La teoria monetarista è legata a doppio filo alla teoria quantitativa della moneta, utilizzata da Friedman per rovesciare le prescrizioni di politica economica della tradizione keynesiana. Sotto questa prospettiva analitica le conclusioni di Keynes sull’esistenza teorica di un equilibrio di sottoccupazione sarebbero prive di fondamento poiché, con prezzi perfettamente flessibili, non si dovrebbe manifestare un equilibrio di sottoccupazione. Shock della domanda aggregata possono provocare temporanee instabilità, ma i meccanismi “automatici” di riequilibrio evidenziati anche dalla teoria neoclassica sarebbero in grado di eliminare in modo efficace e rapido questi scompensi. La risposta della Nuova Economia Keynesiana ha origine con lo sviluppo dei modelli del disequilibrio, nel tentativo di fornire dei fondamenti microeconomici alla presenza di disoccupazione involontaria e di spiegare rigidità di salari e prezzi. Fondamentale è il contributo di Joseph Stiglitz, insignito del premio Nobel per l’economia nel 2001 insieme a George Akerlof, Michael Spence. Il filo conduttore delle ricerche premiate sta nel ruolo giocato dalle asimmetrie informative ad una diversa lettura del pensiero keynesiano. Nell’interpretazione tradizionale le forze di mercato sono incapaci di ristabilire una situazione di piena occupazione delle risorse a causa della rigidità dei prezzi e dei salari. Data l’assenza di prezzi perfettamente flessibili, il ripristino di una condizione di equilibrio avviene sul lato della quantità: diminuisce la domanda di lavoro da parte delle imprese e, di qui, il reddito e la domanda aggregata. Diversamente, nell’interpretazione del pensiero keynesiano data dagli economisti dell’informazione le fluttuazioni cicliche dipendono non tanto da una caduta della domanda aggregata, quanto da una diminuzione dell’offerta aggregata. Se, infatti, l’informazione sulla produttività dei lavoratori non fosse costosa, gli imprenditori pagherebbero un salario pari alla produttività marginale. I costi di informazione, tuttavia, esistono e per questo le imprese, pagando salari più elevati di quelli compatibili con la piena occupazione, incentivano i lavoratori a non abbandonare l’impresa o a disimpegnarsi.
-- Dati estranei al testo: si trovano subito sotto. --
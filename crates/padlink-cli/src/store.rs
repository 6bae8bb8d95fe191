//! On-disk pad store.
//!
//! Stand-in for the encrypted storage collaborator a real app would use:
//! a JSON file holding the pad bytes in hex plus the two consumption
//! cursors, so a restart never reuses bytes. Treat the file like the key
//! material it is.

use std::fs;
use std::path::Path;

use anyhow::{Context, Result};
use serde::{Deserialize, Serialize};

use padlink_core::derive;
use padlink_core::pad::Pad;

/// Serialized pad state.
#[derive(Clone, Debug, Serialize, Deserialize)]
pub struct PadStore {
    /// Channel identifier, kept for human inspection; always re-derivable
    /// from the pad bytes.
    pub conversation_id: String,
    /// Pad bytes, hex.
    pub pad_hex: String,
    /// Bytes consumed from the front.
    pub consumed_front: usize,
    /// Bytes consumed from the back.
    pub consumed_back: usize,
}

impl PadStore {
    /// Snapshot a pad for persistence.
    pub fn from_pad(pad: &Pad) -> Self {
        Self {
            conversation_id: derive::conversation_id(pad),
            pad_hex: hex::encode(pad.bytes()),
            consumed_front: pad.consumed_front(),
            consumed_back: pad.consumed_back(),
        }
    }
}

/// Write `pad` to `path` as JSON.
pub fn save(path: &Path, pad: &Pad) -> Result<()> {
    let store = PadStore::from_pad(pad);
    let json = serde_json::to_string_pretty(&store)?;
    fs::write(path, json).with_context(|| format!("writing pad store {}", path.display()))?;
    Ok(())
}

/// Load a pad from `path`, restoring its consumption state.
pub fn load(path: &Path) -> Result<Pad> {
    let json = fs::read_to_string(path)
        .with_context(|| format!("reading pad store {}", path.display()))?;
    let store: PadStore =
        serde_json::from_str(&json).with_context(|| format!("parsing {}", path.display()))?;
    let bytes = hex::decode(&store.pad_hex).context("pad hex is malformed")?;
    let pad = Pad::restore(bytes, store.consumed_front, store.consumed_back)
        .context("stored pad state is invalid")?;
    Ok(pad)
}

/// Overwrite `path` with zeros and remove it.
pub fn shred(path: &Path) -> Result<()> {
    if let Ok(metadata) = fs::metadata(path) {
        let len = usize::try_from(metadata.len()).unwrap_or(0);
        fs::write(path, vec![0u8; len])
            .with_context(|| format!("overwriting {}", path.display()))?;
    }
    fs::remove_file(path).with_context(|| format!("removing {}", path.display()))?;
    Ok(())
}

#[cfg(test)]
mod tests {
    use super::*;

    #[test]
    fn save_load_round_trip() {
        let dir = tempfile::tempdir().expect("tempdir");
        let path = dir.path().join("pad.json");

        let pad = Pad::from_entropy(b"store test entropy", 2048).expect("pad");
        pad.consume_front(10).expect("front");
        pad.consume_back(4).expect("back");
        save(&path, &pad).expect("save");

        let restored = load(&path).expect("load");
        assert_eq!(restored.bytes(), pad.bytes());
        assert_eq!(restored.consumed_front(), 10);
        assert_eq!(restored.consumed_back(), 4);
    }

    #[test]
    fn shred_removes_the_file() {
        let dir = tempfile::tempdir().expect("tempdir");
        let path = dir.path().join("pad.json");
        let pad = Pad::from_entropy(b"shred test entropy", 1024).expect("pad");
        save(&path, &pad).expect("save");

        shred(&path).expect("shred");
        assert!(!path.exists());
    }

    #[test]
    fn load_rejects_tampered_cursors() {
        let dir = tempfile::tempdir().expect("tempdir");
        let path = dir.path().join("pad.json");
        let pad = Pad::from_entropy(b"tamper test entropy", 1024).expect("pad");
        save(&path, &pad).expect("save");

        let mut store: PadStore =
            serde_json::from_str(&std::fs::read_to_string(&path).expect("read")).expect("parse");
        store.consumed_front = 2048;
        std::fs::write(&path, serde_json::to_string(&store).expect("json")).expect("write");

        assert!(load(&path).is_err());
    }
}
Le implicazioni di politica economica sono inevitabili e rilevanti. Lo Stato assume un ruolo cruciale nel consentire il conseguimento del pieno impiego delle risorse, in particolare della risorsa lavoro. Il mercato, da solo, non garantisce in ogni caso il raggiungimento della piena occupazione; ciò nonostante, mentre nell’interpretazione tradizionale di Keynes basata sull’esistenza di rigidità nominali, misure volte a accrescere la flessibilità di prezzi e salari sono auspicabili, per l’economia dell’informazione interventi di questo tipo comportano delle criticità. Una più elevata flessibilità dei prezzi, nel rendere più ampi i trasferimenti di reddito e ricchezza conseguenti ad uno shock, può infatti amplificare gli shock macroeconomici, dilatando le fasi recessive. L’ingrediente principale della ricetta di Stiglitz è nel “ruolo dello Stato nell’economia”: bassi tassi di interesse e misure di politica fiscale espansive permettono alle imprese di sopportare rischi più elevati e, per questo verso, di aumentare la produzione, riducendo il tasso di disoccupazione. Lo Stato, inoltre, riveste un ruolo fondamentale nel creare quelle istituzioni indispensabili al pieno funzionamento dell’economia di mercato e nel garantire il suo intervento allorché i mercati falliscono nel compito di soddisfare i bisogni sociali. Il ruolo degli economisti consiste nel guidare lo Stato nel compito di discernere in quali casi, e con quali modalità, l’intervento pubblico nell’economia ha maggiori possibilità di essere utile. Come dire che il contributo più consistente alla formazione di un “ordine socioeconomico” sostenibile risiede nella ricomposizione, difficile, di un paradosso solo apparente: più Stato e più mercato affinché la “mano invisibile” di smithiana memoria non operi staccata dal braccio di un azione governativa che sappia cercarne e riconoscerne i fallimenti.